Tuesday, November 19, 2013

Tribute in Hot Wax

When I was a girl growing up in the liberated seventies after the radical sixties, we were told that true freedom consisted of two things: 1) letting it all hang out after burning your bra and 2) going natural after losing your safety razor. 

After all, men didn’t have to wear restrictive, tight whalebone corset stays . . . er . . . um . . . I mean they didn’t have to wear over the shoulder boulder holders, and men got to have hairy wildebeests legs, so women should get to have hairy wildebeest legs too. 

We called it liberation. Mostly it was just droopy and hairy.

Still . . . it was kind of interesting to think that women might be more than the sum of their . . . er . . . um . . . parts, even if they had to be hairy to do it. It was interesting. 

For a day or two.

Now it’s bizarre uses for hot wax.

Please be advised that the names have been changed to protect my daughters who are going on a cruise and feel the need to render their bodies as hairless as newborn rats.

“But why?”

“Because everyone is doing it,” one unnamed daughter argued.

“Always a great reason to do anything,” I countered.

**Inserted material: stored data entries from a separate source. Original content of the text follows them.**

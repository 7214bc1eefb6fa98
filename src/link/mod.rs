//! Byte-level transport to one device
//!
//! A [`Link`] wraps one bidirectional stream — a TCP connection or a
//! serial port — behind a uniform read/write/close surface. Both
//! realisations signal closure the same way: reads yield `None`, writes
//! fail with [`Error::LinkClosed`]. Each link is owned by exactly one
//! device session.

use std::net::SocketAddr;

use tokio::io::{AsyncRead, AsyncReadExt, AsyncWrite, AsyncWriteExt, ReadHalf, WriteHalf};
use tokio::net::TcpStream;
use tokio_serial::SerialStream;

use crate::{Error, Result};

/// Read buffer size for link chunks
const READ_BUF: usize = 256;

/// Stream types a link can wrap
pub trait LinkStream: AsyncRead + AsyncWrite + Send + Unpin {}

impl<T: AsyncRead + AsyncWrite + Send + Unpin> LinkStream for T {}

/// A byte transport to one device
pub struct Link {
    identity: String,
    usb_info: Option<(u16, u16)>,
    stream: Box<dyn LinkStream>,
}

impl Link {
    /// Wrap an accepted TCP connection.
    ///
    /// The identity is the remote `address:port`.
    #[must_use]
    pub fn tcp(stream: TcpStream, peer: SocketAddr) -> Self {
        Self {
            identity: peer.to_string(),
            usb_info: None,
            stream: Box::new(stream),
        }
    }

    /// Wrap an opened serial port.
    ///
    /// The identity is the port path; USB vendor/product ids come from
    /// port enumeration when available.
    #[must_use]
    pub fn serial(stream: SerialStream, path: &str, usb_info: Option<(u16, u16)>) -> Self {
        Self {
            identity: path.to_string(),
            usb_info,
            stream: Box::new(stream),
        }
    }

    /// Wrap an arbitrary stream (used by tests via `tokio::io::duplex`)
    #[must_use]
    pub fn from_stream(
        identity: impl Into<String>,
        usb_info: Option<(u16, u16)>,
        stream: Box<dyn LinkStream>,
    ) -> Self {
        Self {
            identity: identity.into(),
            usb_info,
            stream,
        }
    }

    /// Stable identity derived from the link endpoint
    #[must_use]
    pub fn identity(&self) -> &str {
        &self.identity
    }

    /// USB vendor/product ids, when the transport knows them
    #[must_use]
    pub fn usb_info(&self) -> Option<(u16, u16)> {
        self.usb_info
    }

    /// Split into independently owned read and write halves
    #[must_use]
    pub fn split(self) -> (LinkReader, LinkWriter) {
        let (reader, writer) = tokio::io::split(self.stream);
        (
            LinkReader {
                identity: self.identity.clone(),
                inner: reader,
            },
            LinkWriter {
                identity: self.identity,
                inner: writer,
                closed: false,
            },
        )
    }
}

/// Read half of a link
pub struct LinkReader {
    identity: String,
    inner: ReadHalf<Box<dyn LinkStream>>,
}

impl LinkReader {
    /// Yield the next chunk of bytes, or `None` once the transport closed
    ///
    /// # Errors
    ///
    /// Returns error if the underlying read fails
    pub async fn read_chunk(&mut self) -> Result<Option<Vec<u8>>> {
        let mut buf = [0u8; READ_BUF];
        match self.inner.read(&mut buf).await {
            Ok(0) => Ok(None),
            Ok(n) => Ok(Some(buf[..n].to_vec())),
            Err(e) => {
                tracing::debug!(link = %self.identity, error = %e, "link read failed");
                Err(Error::Io(e))
            }
        }
    }
}

/// Write half of a link
pub struct LinkWriter {
    identity: String,
    inner: WriteHalf<Box<dyn LinkStream>>,
    closed: bool,
}

impl LinkWriter {
    /// Enqueue bytes for transmission
    ///
    /// # Errors
    ///
    /// Returns [`Error::LinkClosed`] if the transport is down
    pub async fn write_all(&mut self, bytes: &[u8]) -> Result<()> {
        if self.closed {
            return Err(Error::LinkClosed);
        }
        if let Err(e) = self.inner.write_all(bytes).await {
            tracing::debug!(link = %self.identity, error = %e, "link write failed");
            self.closed = true;
            return Err(Error::LinkClosed);
        }
        if let Err(e) = self.inner.flush().await {
            tracing::debug!(link = %self.identity, error = %e, "link flush failed");
            self.closed = true;
            return Err(Error::LinkClosed);
        }
        Ok(())
    }

    /// Close the transport. Idempotent; later writes fail with `LinkClosed`.
    pub async fn close(&mut self) {
        if self.closed {
            return;
        }
        self.closed = true;
        if let Err(e) = self.inner.shutdown().await {
            tracing::trace!(link = %self.identity, error = %e, "link shutdown error");
        }
    }
}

She then demonstrated the proper position to assume when having hot wax poured over your . . . er . . . um . . . less than hairless bits, followed by her pantomiming a violent ripping motion. She then acted out the resulting screaming, throwing her legs over her head, crossing her eyes, and passing out.

My other nameless daughter sighed and said, “I didn’t use hot wax. I tried those wax strippy things.”

“Have you lost your . . .”

She cut me off, frowning.

“They didn’t work very well. I now look like a well loved teddy bear.”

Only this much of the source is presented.